5.2 Requisitos não essenciais
A legislação brasileira, ao contrário da maioria – dentre elas as legislações da França, da Itália e da Alemanha – não exigiu que no testamento particular fosse colocada a data da sua elaboração e o local no qual foi feito. No entanto, embora não sejam requisitos essenciais, podem ser úteis e se transformarem em essenciais em determinadas circunstâncias.
Um exemplo é o fato de que a menção de data no testamento permite, entre outras circunstâncias, verificar a capacidade do testador naquele momento, ou ainda, quando diante de dois testamentos da mesma pessoa, com disposições conflitantes e, que por não estarem datados, restarão prejudicados pela impossibilidade de se averiguar qual manifesta a última vontade do testador.[42]
Existindo diversos testamentos, é a data que comprova qual deles é o último e, portanto, revoga o anterior. A ausência de data pode exigir investigações que, na maioria das vezes, são muitos difíceis. Assim, um testamento datado e assinado fica completo e evita nulidades que colocariam em risco a vontade do testador.
Assim, estes requisitos, embora a legislação não os tenha classificados como essenciais, em casos de dúvidas, ajudam a evitar uma possível nulidade no caso concreto.
Por fim, destacamos o risco de perda, extravio ou ocultação do testamento particular. De acordo com a doutrina, a melhor forma para evitar estes problemas é o testador redigi-lo em vários exemplares, com o mesmo conteúdo e, em todos, atendendo aos requisitos descritos, podendo deixá-los com pessoas de sua confiança ou em um cofre bancário.
6 CONSIDERAÇÕES FINAIS
Por meio da nossa exposição, observamos diversas facilidades e conveniências para a elaboração de um testamento particular. Porém, ainda que se trate da forma mais simples, rápida, econômica e represente “a salvaguarda suprema da liberdade testamentária”[43], suas formalidades excessivas são vistas como impeditivas da sua utilização, já que, uma vez não observadas, a vontade do testador não terá validade, prevalecendo a sucessão legítima.

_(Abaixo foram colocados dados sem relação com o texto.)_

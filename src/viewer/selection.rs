use crate::viewer::camera::retarget_camera;
use crate::viewer::config::HighlightSettings;
use crate::viewer::session::{MeshId, ModelGroup, SceneId, ViewportHost, ViewportSession};
use std::collections::HashSet;
use tracing::debug;

#[derive(Debug, Clone, Copy, PartialEq, Eq, Hash, PartialOrd, Ord)]
pub enum Tint {
    Primary,
    Secondary,
}

#[derive(Debug, Clone, Copy, Default, PartialEq)]
pub struct PulsePhase(f32);

impl PulsePhase {
    pub fn value(self) -> f32 {
        self.0
    }

    fn advance(&mut self, increment: f32, ceiling: f32) {
        self.0 += increment;
        if self.0 >= ceiling {
            self.0 = 0.0;
        }
    }
}

#[derive(Debug, Clone)]
pub struct HighlightLayer {
    entries: HashSet<(MeshId, Tint)>,
    excluded: HashSet<MeshId>,
    pulse: PulsePhase,
    blur_horizontal: f32,
    blur_vertical: f32,
}

impl HighlightLayer {
    pub fn new(excluded: impl IntoIterator<Item = MeshId>, settings: &HighlightSettings) -> Self {
        let blur = settings.blur_at(0.0);
        Self {
            entries: HashSet::new(),
            excluded: excluded.into_iter().collect(),
            pulse: PulsePhase::default(),
            blur_horizontal: blur,
            blur_vertical: blur,
        }
    }

    pub fn add_mesh(&mut self, mesh: MeshId, tint: Tint) -> bool {
        if self.excluded.contains(&mesh) {
            return false;
        }
        self.entries.insert((mesh, tint))
    }

    pub fn remove_mesh(&mut self, mesh: MeshId) {
        self.entries.retain(|(entry, _)| *entry != mesh);
    }

    pub fn exclude_mesh(&mut self, mesh: MeshId) {
        self.remove_mesh(mesh);
        self.excluded.insert(mesh);
    }

    pub fn contains(&self, mesh: MeshId) -> bool {
        self.entries.iter().any(|(entry, _)| *entry == mesh)
    }

    pub fn entries(&self) -> impl Iterator<Item = (MeshId, Tint)> + '_ {
        self.entries.iter().copied()
    }

    pub fn len(&self) -> usize {
        self.entries.len()
    }

    pub fn is_empty(&self) -> bool {
        self.entries.is_empty()
    }

    pub fn pulse(&self) -> PulsePhase {
        self.pulse
    }

    pub fn blur_size(&self) -> (f32, f32) {
        (self.blur_horizontal, self.blur_vertical)
    }

    pub fn reset_pulse(&mut self) {
        self.pulse = PulsePhase::default();
    }

    pub fn tick(&mut self, settings: &HighlightSettings) {
        self.pulse
            .advance(settings.pulse_increment, settings.phase_ceiling);
        let blur = settings.blur_at(self.pulse.value());
        self.blur_horizontal = blur;
        self.blur_vertical = blur;
    }
}

impl ViewportSession {
    pub fn select<H: ViewportHost + ?Sized>(&mut self, mesh: Option<MeshId>, host: &mut H) -> bool {
        let Some(mesh) = mesh else {
            return false;
        };
        let Some(group) = self.model_of(mesh).cloned() else {
            debug!(?mesh, "select ignored, mesh belongs to no model");
            return false;
        };
        let scene = group.scene;

        self.deselect(scene);

        let settings = self.highlight_settings;
        let Some(state) = self.scenes.get_mut(&scene) else {
            return false;
        };
        let plane = state.reference_plane;
        let layer = state
            .highlight
            .get_or_insert_with(|| HighlightLayer::new(plane, &settings));
        layer.reset_pulse();
        layer.add_mesh(group.root, Tint::Primary);
        for child in &group.children {
            layer.add_mesh(*child, Tint::Secondary);
        }
        state.selection = Some(group.id);
        debug!(?scene, model = %group.name, "model selected");

        if let Some(position) = host.mesh_position(group.root) {
            retarget_camera(scene, position, host, &self.retarget_settings);
        }
        true
    }

    pub fn deselect(&mut self, scene: SceneId) -> bool {
        let Some(state) = self.scenes.get_mut(&scene) else {
            return false;
        };
        let (Some(layer), Some(selected)) = (state.highlight.as_mut(), state.selection) else {
            return false;
        };
        if let Some(group) = state.models.get(&selected) {
            for member in group.members() {
                layer.remove_mesh(member);
            }
        }
        state.selection = None;
        debug!(?scene, "selection cleared");
        true
    }

    pub fn has_selection(&self, scene: SceneId) -> bool {
        self.selected_model(scene).is_some()
    }

    pub fn selection(&self, scene: SceneId) -> Option<MeshId> {
        self.selected_model(scene).map(|group| group.root)
    }

    pub fn selected_model(&self, scene: SceneId) -> Option<&ModelGroup> {
        let state = self.scenes.get(&scene)?;
        state.models.get(&state.selection?)
    }

    pub fn highlight(&self, scene: SceneId) -> Option<&HighlightLayer> {
        self.scenes.get(&scene)?.highlight.as_ref()
    }

    pub fn tick_highlights(&mut self) {
        let settings = self.highlight_settings;
        for layer in self
            .scenes
            .values_mut()
            .filter_map(|state| state.highlight.as_mut())
        {
            layer.tick(&settings);
        }
    }
}

#[cfg(test)]
mod tests {
    use super::*;
    use crate::viewer::animation::AnimationTarget;
    use crate::viewer::config::RetargetSettings;
    use crate::viewer::session::ModelId;
    use crate::viewer::testing::FakeHost;
    use approx::assert_relative_eq;
    use bevy::math::Vec3;
    use pretty_assertions::assert_eq;

    const SCENE: SceneId = SceneId(1);
    const PLANE: MeshId = MeshId(100);

    fn session() -> ViewportSession {
        let mut session =
            ViewportSession::new(HighlightSettings::default(), RetargetSettings::default());
        session.open_scene(SCENE, Some(PLANE));
        session
    }

    fn combi(session: &mut ViewportSession) -> ModelId {
        session
            .register_model(SCENE, "combi", MeshId(1), vec![MeshId(2), MeshId(3), MeshId(4)])
            .unwrap()
    }

    fn entries(session: &ViewportSession) -> Vec<(MeshId, Tint)> {
        let mut entries: Vec<_> = session
            .highlight(SCENE)
            .map(|layer| layer.entries().collect())
            .unwrap_or_default();
        entries.sort();
        entries
    }

    #[test]
    fn combi_select_then_deselect() {
        let mut session = session();
        combi(&mut session);
        let mut host = FakeHost::with_orbit(SCENE, Vec3::ZERO);

        assert!(session.select(Some(MeshId(1)), &mut host));
        assert_eq!(session.selection(SCENE), Some(MeshId(1)));
        assert_eq!(
            entries(&session),
            vec![
                (MeshId(1), Tint::Primary),
                (MeshId(2), Tint::Secondary),
                (MeshId(3), Tint::Secondary),
                (MeshId(4), Tint::Secondary),
            ]
        );

        assert!(session.deselect(SCENE));
        assert!(entries(&session).is_empty());
        assert!(!session.has_selection(SCENE));
    }

    #[test]
    fn picking_a_child_selects_the_whole_model() {
        let mut session = session();
        combi(&mut session);
        let mut host = FakeHost::default();

        session.select(Some(MeshId(3)), &mut host);
        assert_eq!(session.selection(SCENE), Some(MeshId(1)));
        assert_eq!(entries(&session).len(), 4);
    }

    #[test]
    fn selecting_another_model_replaces_the_first() {
        let mut session = session();
        combi(&mut session);
        session
            .register_model(SCENE, "crate", MeshId(10), vec![MeshId(11)])
            .unwrap();
        let mut host = FakeHost::default();

        session.select(Some(MeshId(1)), &mut host);
        session.select(Some(MeshId(10)), &mut host);

        assert_eq!(session.selection(SCENE), Some(MeshId(10)));
        let layer = session.highlight(SCENE).unwrap();
        for member in 1..=4 {
            assert!(!layer.contains(MeshId(member)));
        }
        assert_eq!(
            entries(&session),
            vec![(MeshId(10), Tint::Primary), (MeshId(11), Tint::Secondary)]
        );
    }

    #[test]
    fn select_none_and_empty_deselect_change_nothing() {
        let mut session = session();
        combi(&mut session);
        let mut host = FakeHost::default();

        assert!(!session.select(None, &mut host));
        assert!(!session.deselect(SCENE));
        assert!(session.highlight(SCENE).is_none());

        session.select(Some(MeshId(1)), &mut host);
        session.deselect(SCENE);
        let before = entries(&session);
        assert!(!session.select(None, &mut host));
        assert!(!session.deselect(SCENE));
        assert_eq!(entries(&session), before);
        assert!(!session.has_selection(SCENE));
    }

    #[test]
    fn unknown_meshes_and_the_plane_are_not_selectable() {
        let mut session = session();
        combi(&mut session);
        let mut host = FakeHost::default();

        assert!(!session.select(Some(MeshId(55)), &mut host));
        assert!(!session.select(Some(PLANE), &mut host));
        assert!(!session.has_selection(SCENE));
    }

    #[test]
    fn reselect_resets_the_pulse_and_rebuilds_membership() {
        let mut session = session();
        combi(&mut session);
        let mut host = FakeHost::default();

        session.select(Some(MeshId(1)), &mut host);
        let before = entries(&session);
        for _ in 0..10 {
            session.tick_highlights();
        }
        assert!(session.highlight(SCENE).unwrap().pulse().value() > 0.0);

        session.select(Some(MeshId(1)), &mut host);
        assert_eq!(session.highlight(SCENE).unwrap().pulse(), PulsePhase::default());
        assert_eq!(entries(&session), before);
    }

    #[test]
    fn layer_never_admits_the_reference_plane() {
        let mut layer = HighlightLayer::new([PLANE], &HighlightSettings::default());
        assert!(!layer.add_mesh(PLANE, Tint::Primary));
        assert!(layer.add_mesh(MeshId(1), Tint::Primary));
        assert!(layer.add_mesh(MeshId(1), Tint::Secondary));
        assert_eq!(layer.len(), 2);

        layer.remove_mesh(MeshId(1));
        assert!(layer.is_empty());
    }

    #[test]
    fn blur_follows_the_phase() {
        let settings = HighlightSettings::default();
        let mut layer = HighlightLayer::new([], &settings);
        layer.tick(&settings);

        let (horizontal, vertical) = layer.blur_size();
        assert_relative_eq!(horizontal, 0.3 + 0.02f32.cos() * 0.2 + 0.2, epsilon = 1e-6);
        assert_eq!(horizontal, vertical);
    }

    #[test]
    fn pulse_wraps_at_the_ceiling() {
        let settings = HighlightSettings {
            pulse_increment: 1.0,
            phase_ceiling: 3.0,
            ..HighlightSettings::default()
        };
        let mut layer = HighlightLayer::new([], &settings);
        layer.tick(&settings);
        layer.tick(&settings);
        assert_eq!(layer.pulse().value(), 2.0);
        layer.tick(&settings);
        assert_eq!(layer.pulse().value(), 0.0);
        assert_relative_eq!(layer.blur_size().0, 0.7, epsilon = 1e-6);
    }

    #[test]
    fn scenes_pulse_independently() {
        let other = SceneId(2);
        let mut session = session();
        session.open_scene(other, None);
        combi(&mut session);
        session
            .register_model(other, "crate", MeshId(20), vec![])
            .unwrap();
        let mut host = FakeHost::default();

        session.select(Some(MeshId(1)), &mut host);
        session.tick_highlights();
        session.tick_highlights();
        session.select(Some(MeshId(20)), &mut host);

        assert_eq!(session.highlight(other).unwrap().pulse().value(), 0.0);
        assert!(session.highlight(SCENE).unwrap().pulse().value() > 0.0);
        assert_eq!(session.selection(SCENE), Some(MeshId(1)));
        assert_eq!(session.selection(other), Some(MeshId(20)));
    }

    #[test]
    fn selection_retargets_the_camera_onto_the_root() {
        let mut session = session();
        combi(&mut session);
        let root_position = Vec3::new(2.0, 0.5, -1.0);
        let mut host = FakeHost::with_orbit(SCENE, Vec3::ZERO).place(MeshId(1), root_position);

        session.select(Some(MeshId(2)), &mut host);

        assert_eq!(host.submitted.len(), 1);
        let request = &host.submitted[0];
        assert_eq!(request.target, AnimationTarget::Camera(SCENE));
        assert_eq!(request.clips[0].keys()[1].value, root_position);
    }

    #[test]
    fn closing_the_scene_drops_selection_and_layer() {
        let mut session = session();
        combi(&mut session);
        let mut host = FakeHost::default();
        session.select(Some(MeshId(1)), &mut host);

        session.close_scene(SCENE);
        assert!(session.highlight(SCENE).is_none());
        assert!(!session.has_selection(SCENE));
    }
}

Assim, pelo fato de se buscar preservar a última vontade é que muitas das limitações impostas pelo ordenamento estão, aos poucos, sendo mitigadas. Diante das questões essenciais para a validade do ato, passa-se a perquirir o verdadeiro desejo do testador, como forma de evitar a declaração de ineficácia do ato ou a sua nulidade, levando a transmissão do patrimônio a acontecer de forma diversa da pretendida pelo testador.
Nos dizeres de Pontes de Miranda, “só em último caso, deve o juiz sacrificar o interesse da vontade, que merece favor, à exigência formal, cujo intuito somente poderia ser o de garantir a boa expressão da vontade e o seu respeito”[44]. É o que verificamos não apenas do Código Civil de 2002, mas na jurisprudência, ambos antenados às modernidades da vida e ao caráter dinâmico de um dos mais antigos institutos do direito, que é o testamento.
Daí, portanto, o acerto da mitigação das formalidades exigidas para o testamento particular que, embora seja a forma mais simples de testar, ainda encontra muita resistência frente ao receio de que a sua validade venha a ser rechaçada quando da abertura da sucessão. Temos aqui uma situação que vem sendo claramente evitada para garantir a finalidade primordial do testamento que é a disposição de liberalidade do testador.